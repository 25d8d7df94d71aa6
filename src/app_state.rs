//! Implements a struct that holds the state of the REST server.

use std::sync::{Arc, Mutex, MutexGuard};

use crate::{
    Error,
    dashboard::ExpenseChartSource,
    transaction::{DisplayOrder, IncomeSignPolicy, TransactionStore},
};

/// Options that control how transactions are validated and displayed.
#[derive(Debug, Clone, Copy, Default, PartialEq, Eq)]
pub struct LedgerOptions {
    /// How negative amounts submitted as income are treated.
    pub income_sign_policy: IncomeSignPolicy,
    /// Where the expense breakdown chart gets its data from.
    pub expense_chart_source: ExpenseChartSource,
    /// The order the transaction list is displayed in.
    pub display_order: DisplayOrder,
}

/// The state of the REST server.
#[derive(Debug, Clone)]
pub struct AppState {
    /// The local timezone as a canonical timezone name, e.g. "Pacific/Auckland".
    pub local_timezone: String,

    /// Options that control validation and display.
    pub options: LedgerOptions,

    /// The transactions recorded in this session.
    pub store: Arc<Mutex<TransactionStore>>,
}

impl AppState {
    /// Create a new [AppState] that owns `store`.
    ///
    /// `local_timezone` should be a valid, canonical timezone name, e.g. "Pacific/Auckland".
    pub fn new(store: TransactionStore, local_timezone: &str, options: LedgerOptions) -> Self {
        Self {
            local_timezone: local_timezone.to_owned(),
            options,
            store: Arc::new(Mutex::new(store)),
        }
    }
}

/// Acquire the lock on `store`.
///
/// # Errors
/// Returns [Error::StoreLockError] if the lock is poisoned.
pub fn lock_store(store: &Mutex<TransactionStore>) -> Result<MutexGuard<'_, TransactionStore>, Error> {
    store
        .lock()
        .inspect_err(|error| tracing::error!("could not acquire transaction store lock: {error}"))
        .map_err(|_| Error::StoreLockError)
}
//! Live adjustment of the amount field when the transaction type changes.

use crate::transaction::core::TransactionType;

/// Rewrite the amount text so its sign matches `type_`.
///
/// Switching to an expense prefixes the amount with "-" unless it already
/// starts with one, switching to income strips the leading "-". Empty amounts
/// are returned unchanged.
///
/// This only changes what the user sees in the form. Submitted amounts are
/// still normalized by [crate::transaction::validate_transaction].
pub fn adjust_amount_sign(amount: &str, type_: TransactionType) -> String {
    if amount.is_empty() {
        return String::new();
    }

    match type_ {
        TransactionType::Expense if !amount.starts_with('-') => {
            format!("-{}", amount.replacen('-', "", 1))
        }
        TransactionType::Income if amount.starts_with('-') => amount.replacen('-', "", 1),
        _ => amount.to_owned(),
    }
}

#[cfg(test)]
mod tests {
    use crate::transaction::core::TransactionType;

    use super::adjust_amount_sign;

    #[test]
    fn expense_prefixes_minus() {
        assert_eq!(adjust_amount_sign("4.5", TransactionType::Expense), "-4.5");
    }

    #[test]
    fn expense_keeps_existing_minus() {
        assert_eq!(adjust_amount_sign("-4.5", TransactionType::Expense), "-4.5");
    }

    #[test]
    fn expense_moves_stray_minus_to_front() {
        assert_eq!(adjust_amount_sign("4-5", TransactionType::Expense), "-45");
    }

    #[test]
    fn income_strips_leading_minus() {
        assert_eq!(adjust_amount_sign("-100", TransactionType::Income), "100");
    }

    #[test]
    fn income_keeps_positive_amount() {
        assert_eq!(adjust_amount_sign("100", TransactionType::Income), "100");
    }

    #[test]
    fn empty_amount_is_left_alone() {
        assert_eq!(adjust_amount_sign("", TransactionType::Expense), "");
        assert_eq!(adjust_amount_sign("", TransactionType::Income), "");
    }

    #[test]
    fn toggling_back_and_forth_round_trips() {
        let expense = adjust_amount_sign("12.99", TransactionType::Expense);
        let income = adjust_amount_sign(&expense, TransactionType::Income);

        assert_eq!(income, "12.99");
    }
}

---

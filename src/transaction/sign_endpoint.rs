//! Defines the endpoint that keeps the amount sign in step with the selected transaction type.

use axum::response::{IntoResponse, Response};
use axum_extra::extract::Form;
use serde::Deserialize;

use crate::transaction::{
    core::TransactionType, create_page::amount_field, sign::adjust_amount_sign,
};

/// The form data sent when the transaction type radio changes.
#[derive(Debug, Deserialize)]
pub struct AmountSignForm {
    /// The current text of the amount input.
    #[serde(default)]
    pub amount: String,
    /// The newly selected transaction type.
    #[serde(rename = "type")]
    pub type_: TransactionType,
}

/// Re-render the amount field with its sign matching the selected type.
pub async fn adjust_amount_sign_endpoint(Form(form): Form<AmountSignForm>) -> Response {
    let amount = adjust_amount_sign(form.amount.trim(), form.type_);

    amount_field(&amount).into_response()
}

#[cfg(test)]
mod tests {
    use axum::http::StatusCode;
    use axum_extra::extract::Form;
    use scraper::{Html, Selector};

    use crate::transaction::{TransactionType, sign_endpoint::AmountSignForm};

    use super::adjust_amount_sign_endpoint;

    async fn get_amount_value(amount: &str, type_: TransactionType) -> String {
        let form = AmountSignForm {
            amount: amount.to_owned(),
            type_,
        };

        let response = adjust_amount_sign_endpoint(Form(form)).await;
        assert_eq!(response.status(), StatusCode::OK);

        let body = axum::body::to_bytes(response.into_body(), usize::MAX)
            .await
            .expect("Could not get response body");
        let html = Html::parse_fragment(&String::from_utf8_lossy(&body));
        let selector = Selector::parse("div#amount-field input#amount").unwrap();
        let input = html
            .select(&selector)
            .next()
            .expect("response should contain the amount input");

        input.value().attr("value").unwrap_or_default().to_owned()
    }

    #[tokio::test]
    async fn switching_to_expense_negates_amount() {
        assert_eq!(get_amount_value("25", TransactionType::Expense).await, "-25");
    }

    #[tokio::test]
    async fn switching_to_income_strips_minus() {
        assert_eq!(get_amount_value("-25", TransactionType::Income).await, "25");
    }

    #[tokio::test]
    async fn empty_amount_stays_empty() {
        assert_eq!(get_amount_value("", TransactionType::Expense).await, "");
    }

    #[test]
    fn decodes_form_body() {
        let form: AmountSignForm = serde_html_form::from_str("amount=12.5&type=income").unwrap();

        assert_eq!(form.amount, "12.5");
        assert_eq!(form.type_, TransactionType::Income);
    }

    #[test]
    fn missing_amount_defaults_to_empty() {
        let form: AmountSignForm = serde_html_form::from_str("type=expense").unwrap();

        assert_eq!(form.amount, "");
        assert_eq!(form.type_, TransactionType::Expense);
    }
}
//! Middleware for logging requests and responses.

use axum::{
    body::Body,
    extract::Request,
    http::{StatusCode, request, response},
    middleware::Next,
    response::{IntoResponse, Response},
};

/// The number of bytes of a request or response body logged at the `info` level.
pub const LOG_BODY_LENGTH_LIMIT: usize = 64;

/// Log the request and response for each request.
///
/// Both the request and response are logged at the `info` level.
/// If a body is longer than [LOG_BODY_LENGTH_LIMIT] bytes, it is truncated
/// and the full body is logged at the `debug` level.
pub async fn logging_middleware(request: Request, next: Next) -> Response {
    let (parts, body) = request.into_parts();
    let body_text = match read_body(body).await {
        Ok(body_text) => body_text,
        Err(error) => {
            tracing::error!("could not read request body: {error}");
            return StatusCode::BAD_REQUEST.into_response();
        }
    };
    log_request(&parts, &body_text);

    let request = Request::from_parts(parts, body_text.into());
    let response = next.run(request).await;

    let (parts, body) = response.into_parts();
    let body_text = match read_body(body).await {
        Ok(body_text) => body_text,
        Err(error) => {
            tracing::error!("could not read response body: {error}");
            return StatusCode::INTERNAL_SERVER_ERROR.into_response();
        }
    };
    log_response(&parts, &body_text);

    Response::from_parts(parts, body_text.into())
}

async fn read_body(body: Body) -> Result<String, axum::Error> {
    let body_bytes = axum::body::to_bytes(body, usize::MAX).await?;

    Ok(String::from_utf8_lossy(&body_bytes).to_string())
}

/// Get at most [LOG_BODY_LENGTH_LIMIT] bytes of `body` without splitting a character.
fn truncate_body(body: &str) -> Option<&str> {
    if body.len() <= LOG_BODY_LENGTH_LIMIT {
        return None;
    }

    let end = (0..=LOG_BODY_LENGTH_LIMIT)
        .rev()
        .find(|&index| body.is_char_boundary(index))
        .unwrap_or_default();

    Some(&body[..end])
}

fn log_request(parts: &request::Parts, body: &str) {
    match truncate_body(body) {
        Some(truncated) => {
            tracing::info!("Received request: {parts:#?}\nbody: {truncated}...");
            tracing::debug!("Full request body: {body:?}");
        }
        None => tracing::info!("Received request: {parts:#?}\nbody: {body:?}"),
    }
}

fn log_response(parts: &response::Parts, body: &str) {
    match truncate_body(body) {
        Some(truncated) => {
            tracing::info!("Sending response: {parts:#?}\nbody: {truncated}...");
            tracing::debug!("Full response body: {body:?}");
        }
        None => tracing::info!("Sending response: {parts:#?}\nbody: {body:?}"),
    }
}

## DESCRIPTION OF THE TASK
Nothing should appear in the answer except the lines above from the line with "pub struct LedgerOptions" through the line with "is displayed in.", both included, written out exactly.

## RESPONSE FOR THIS EXERCISE
pub struct LedgerOptions {
    /// How negative amounts submitted as income are treated.
    pub income_sign_policy: IncomeSignPolicy,
    /// Where the expense breakdown chart gets its data from.
    pub expense_chart_source: ExpenseChartSource,
    /// The order the transaction list is displayed in.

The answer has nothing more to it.